The facts of this case are not in dispute. Bayless was injured in a car accident on February 7, 2001, when Dieckhaus ran a stop sign and hit the car that Bayless was driving. At that time, Dieckhaus was residing with her parents at 8828 Candlelight Lane in Lenexa. Dieckhaus began attending Northwest Missouri State University in the fall of 2001. During the school term, Dieckhaus lived in an apartment in Maryville, Missouri. Nevertheless, Dieckhaus lived at her parents' house during breaks, summers, and one weekend a month. Her parents' residence was Dieckhaus' permanent address.

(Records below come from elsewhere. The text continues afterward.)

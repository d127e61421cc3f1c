// Funciones para parsear franjas horarias ("08:30-09:50", "2:00 PM").
use chrono::NaiveTime;

fn to_time_opt(t: &str) -> Option<NaiveTime> {
    let mut tok = t.trim().to_uppercase().replace('.', ":");
    // quitar AM/PM si viene, ajustando a 24h
    let pm = tok.ends_with("PM");
    let am = tok.ends_with("AM");
    if pm || am {
        tok = tok[..tok.len() - 2].trim().to_string();
    }
    if tok.len() == 4 && tok.is_ascii() && !tok.contains(':') {
        tok = format!("{}:{}", &tok[..2], &tok[2..]);
    }
    let (hh, mm) = tok.split_once(':')?;
    let mut hh = hh.trim().parse::<u32>().ok()?;
    let mm = mm.trim().parse::<u32>().ok()?;
    if pm && hh < 12 {
        hh += 12;
    }
    if am && hh == 12 {
        hh = 0;
    }
    NaiveTime::from_hms_opt(hh, mm, 0)
}

/// Hora de inicio de una franja. `None` si no se puede interpretar
/// ("Unknown", texto libre); esas entradas se ordenan al final.
pub fn parse_start_time(slot: &str) -> Option<NaiveTime> {
    let first = slot.split('-').next()?;
    to_time_opt(first)
}

#[cfg(test)]
mod tests {
    use super::*;

    #[test]
    fn parses_start_times() {
        assert_eq!(parse_start_time("08:30-09:50"), NaiveTime::from_hms_opt(8, 30, 0));
        assert_eq!(parse_start_time("8.30 - 9.50"), NaiveTime::from_hms_opt(8, 30, 0));
        assert_eq!(parse_start_time("2:00 PM-3:20 PM"), NaiveTime::from_hms_opt(14, 0, 0));
        assert_eq!(parse_start_time("0830"), NaiveTime::from_hms_opt(8, 30, 0));
        assert_eq!(parse_start_time("Unknown"), None);
        assert_eq!(parse_start_time(""), None);
    }
}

In May 2002, Dieckhaus' family moved to 15228 Woodson in Overland Park. After the move, Dieckhaus' father updated their address with the post office. Dieckhaus changed her license in July 2002 to reflect the new address. Dieckhaus' mother updated their address with their automobile insurance company in May 2002.

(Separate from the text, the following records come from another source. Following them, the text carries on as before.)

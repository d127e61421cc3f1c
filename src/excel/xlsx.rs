//! Lectura de libros `.xlsx`.
//!
//! calamine entrega los valores visibles pero no el formato, así que el color
//! de relleno y los rangos combinados se leen aparte con umya-spreadsheet.

use calamine::{open_workbook_auto, Reader};
use log::{debug, warn};
use std::path::Path;

use crate::error::SourceError;
use crate::excel::io::{argb_to_color, data_to_string, parse_a1_range};
use crate::models::{Cell, MergeRange, Sheet, Spreadsheet};

pub fn read_xlsx(path: &Path) -> Result<Spreadsheet, SourceError> {
    let workbook_err = |message: String| SourceError::Workbook {
        path: path.to_path_buf(),
        message,
    };

    let mut workbook = open_workbook_auto(path).map_err(|e| workbook_err(e.to_string()))?;
    let styles = umya_spreadsheet::reader::xlsx::read(path).map_err(|e| workbook_err(format!("{:?}", e)))?;

    let mut sheets = Vec::new();
    let sheet_names = workbook.sheet_names().to_owned();

    for name in sheet_names.iter() {
        let range = match workbook.worksheet_range(name) {
            Ok(r) => r,
            Err(e) => {
                warn!("skipping sheet '{}' in {}: {}", name, path.display(), e);
                continue;
            }
        };

        // calamine recorta filas/columnas vacías iniciales; reubicar en la grilla absoluta
        let (row_offset, col_offset) = range
            .start()
            .map(|(r, c)| (r as usize, c as usize))
            .unwrap_or((0, 0));

        let mut rows: Vec<Vec<Cell>> = vec![Vec::new(); row_offset];
        for r in range.rows() {
            let mut row: Vec<Cell> = vec![Cell::default(); col_offset];
            row.extend(r.iter().map(|d| Cell::plain(data_to_string(d))));
            rows.push(row);
        }

        let mut merges: Vec<MergeRange> = Vec::new();
        match styles.get_sheet_by_name(name) {
            Some(ws) => {
                for cell in ws.get_cell_collection() {
                    let coord = cell.get_coordinate();
                    let row = coord.get_row_num().to_owned() as usize;
                    let col = coord.get_col_num().to_owned() as usize;
                    if row == 0 || col == 0 {
                        continue;
                    }
                    let color = cell
                        .get_style()
                        .get_background_color()
                        .and_then(|c| argb_to_color(c.get_argb()));
                    if let Some(color) = color {
                        set_background(&mut rows, row - 1, col - 1, color);
                    }
                }
                for m in ws.get_merge_cells() {
                    match parse_a1_range(&m.get_range()) {
                        Some(mr) => merges.push(mr),
                        None => warn!("couldn't parse merge range '{}' in sheet '{}'", m.get_range(), name),
                    }
                }
            }
            None => warn!("no style information for sheet '{}' in {}", name, path.display()),
        }

        debug!("sheet '{}': {} rows, {} merges", name, rows.len(), merges.len());
        sheets.push(Sheet {
            title: name.clone(),
            rows,
            merges,
        });
    }

    Ok(Spreadsheet::new(sheets))
}

fn set_background(rows: &mut Vec<Vec<Cell>>, row: usize, col: usize, color: crate::models::CellColor) {
    if rows.len() <= row {
        rows.resize(row + 1, Vec::new());
    }
    let r = &mut rows[row];
    if r.len() <= col {
        r.resize(col + 1, Cell::default());
    }
    r[col].background = Some(color);
}
//! Módulo `excel`: el colaborador que obtiene la hoja de horarios.
//!
//! Submódulos:
//! - `io`: helpers de conversión (valores de calamine, referencias A1, colores ARGB)
//! - `xlsx`: lectura de libros `.xlsx` (valores + colores de relleno + merges)
//! - `sheets_api`: lectura del volcado JSON de la API de Google Sheets
//! - `cache`: caché en memoria del resultado de la lectura

/// Helpers de IO y utilidades para parsing de Excel
pub mod io;

/// Lectura de `.xlsx`: `read_xlsx`
pub mod xlsx;

/// Lectura de grid-data JSON: `read_grid_json`, `parse_grid_json`
pub mod sheets_api;

/// Caché de lecturas: `get_spreadsheet_cached`
pub mod cache;

pub use cache::{cache_stats, clear_cache, get_spreadsheet_cached};
pub use sheets_api::{parse_grid_json, read_grid_json};
pub use xlsx::read_xlsx;

use log::{debug, info};
use std::path::{Path, PathBuf};
use std::sync::Arc;

use crate::config::Settings;
use crate::error::SourceError;
use crate::models::Spreadsheet;

/// Resuelve la ruta del origen del horario.
/// - Si `source` es un path existente, se devuelve directamente.
/// - Si no, se prueba en `TIMETABLE_DATA_DIR`, `./datafiles` y `./data`, en ese orden.
pub fn resolve_source_path(settings: &Settings) -> Result<PathBuf, SourceError> {
    let source = settings.source.as_deref().ok_or(SourceError::NotConfigured)?;
    let direct = Path::new(source);
    if direct.is_file() {
        return Ok(direct.to_path_buf());
    }

    let cwd = std::env::current_dir().unwrap_or_else(|_| PathBuf::from("."));
    let mut candidates: Vec<PathBuf> = Vec::new();
    if let Some(dir) = settings.data_dir.as_deref() {
        candidates.push(Path::new(dir).join(source));
    }
    candidates.push(cwd.join("datafiles").join(source));
    candidates.push(cwd.join("data").join(source));

    for candidate in candidates {
        if candidate.is_file() {
            debug!("timetable source resolved to {}", candidate.display());
            return Ok(candidate);
        }
    }

    Err(SourceError::NotFound(source.to_string()))
}

/// Lee la hoja completa según la extensión del archivo.
pub fn load_spreadsheet(path: &Path) -> Result<Spreadsheet, SourceError> {
    let ext = path
        .extension()
        .and_then(|e| e.to_str())
        .map(|e| e.to_lowercase())
        .unwrap_or_default();

    let book = match ext.as_str() {
        "json" => read_grid_json(path)?,
        "xlsx" | "xlsm" => read_xlsx(path)?,
        _ => {
            return Err(SourceError::UnsupportedFormat {
                path: path.to_path_buf(),
            })
        }
    };

    info!(
        "loaded {} ({} sheets, {} weekday sheets)",
        path.display(),
        book.sheets.len(),
        book.weekday_sheets().count()
    );
    Ok(book)
}

/// Obtiene la hoja configurada, usando el caché si está habilitado.
pub fn fetch_spreadsheet(settings: &Settings) -> Result<Arc<Spreadsheet>, SourceError> {
    let path = resolve_source_path(settings)?;
    if settings.cache_enabled {
        get_spreadsheet_cached(&path)
    } else {
        load_spreadsheet(&path).map(Arc::new)
    }
}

Bayless filed suit against Dieckhaus on February 3, 2003, 4 days before the statute of limitations under K.S.A. 2004 Supp. 60-513 had expired. Summons was issued for service at 8828 Candlelight Lane in Lenexa; however, the service was unsuccessful. The sheriff's return from February 7, 2003, contained the following statement: "Subject no longer resides at address given. The Brinkman residence, whereabouts unknown." According to Bayless, he then employed an investigations firm to locate Dieckhaus. Bayless indicated that on March 31, 2003, the investigations firm reported Dieckhaus' address was still at 8828 Candlelight Lane in Lenexa.
An alias summons was issued on June 11, 2003, to be served by certified mail on Dieckhaus at the Candlelight Lane address. The post office returned the certified mail letter with the notation that the forwarding time had expired and there was a new address in the name of Michael J. Dieckhaus at 15228 Woodson in Overland Park.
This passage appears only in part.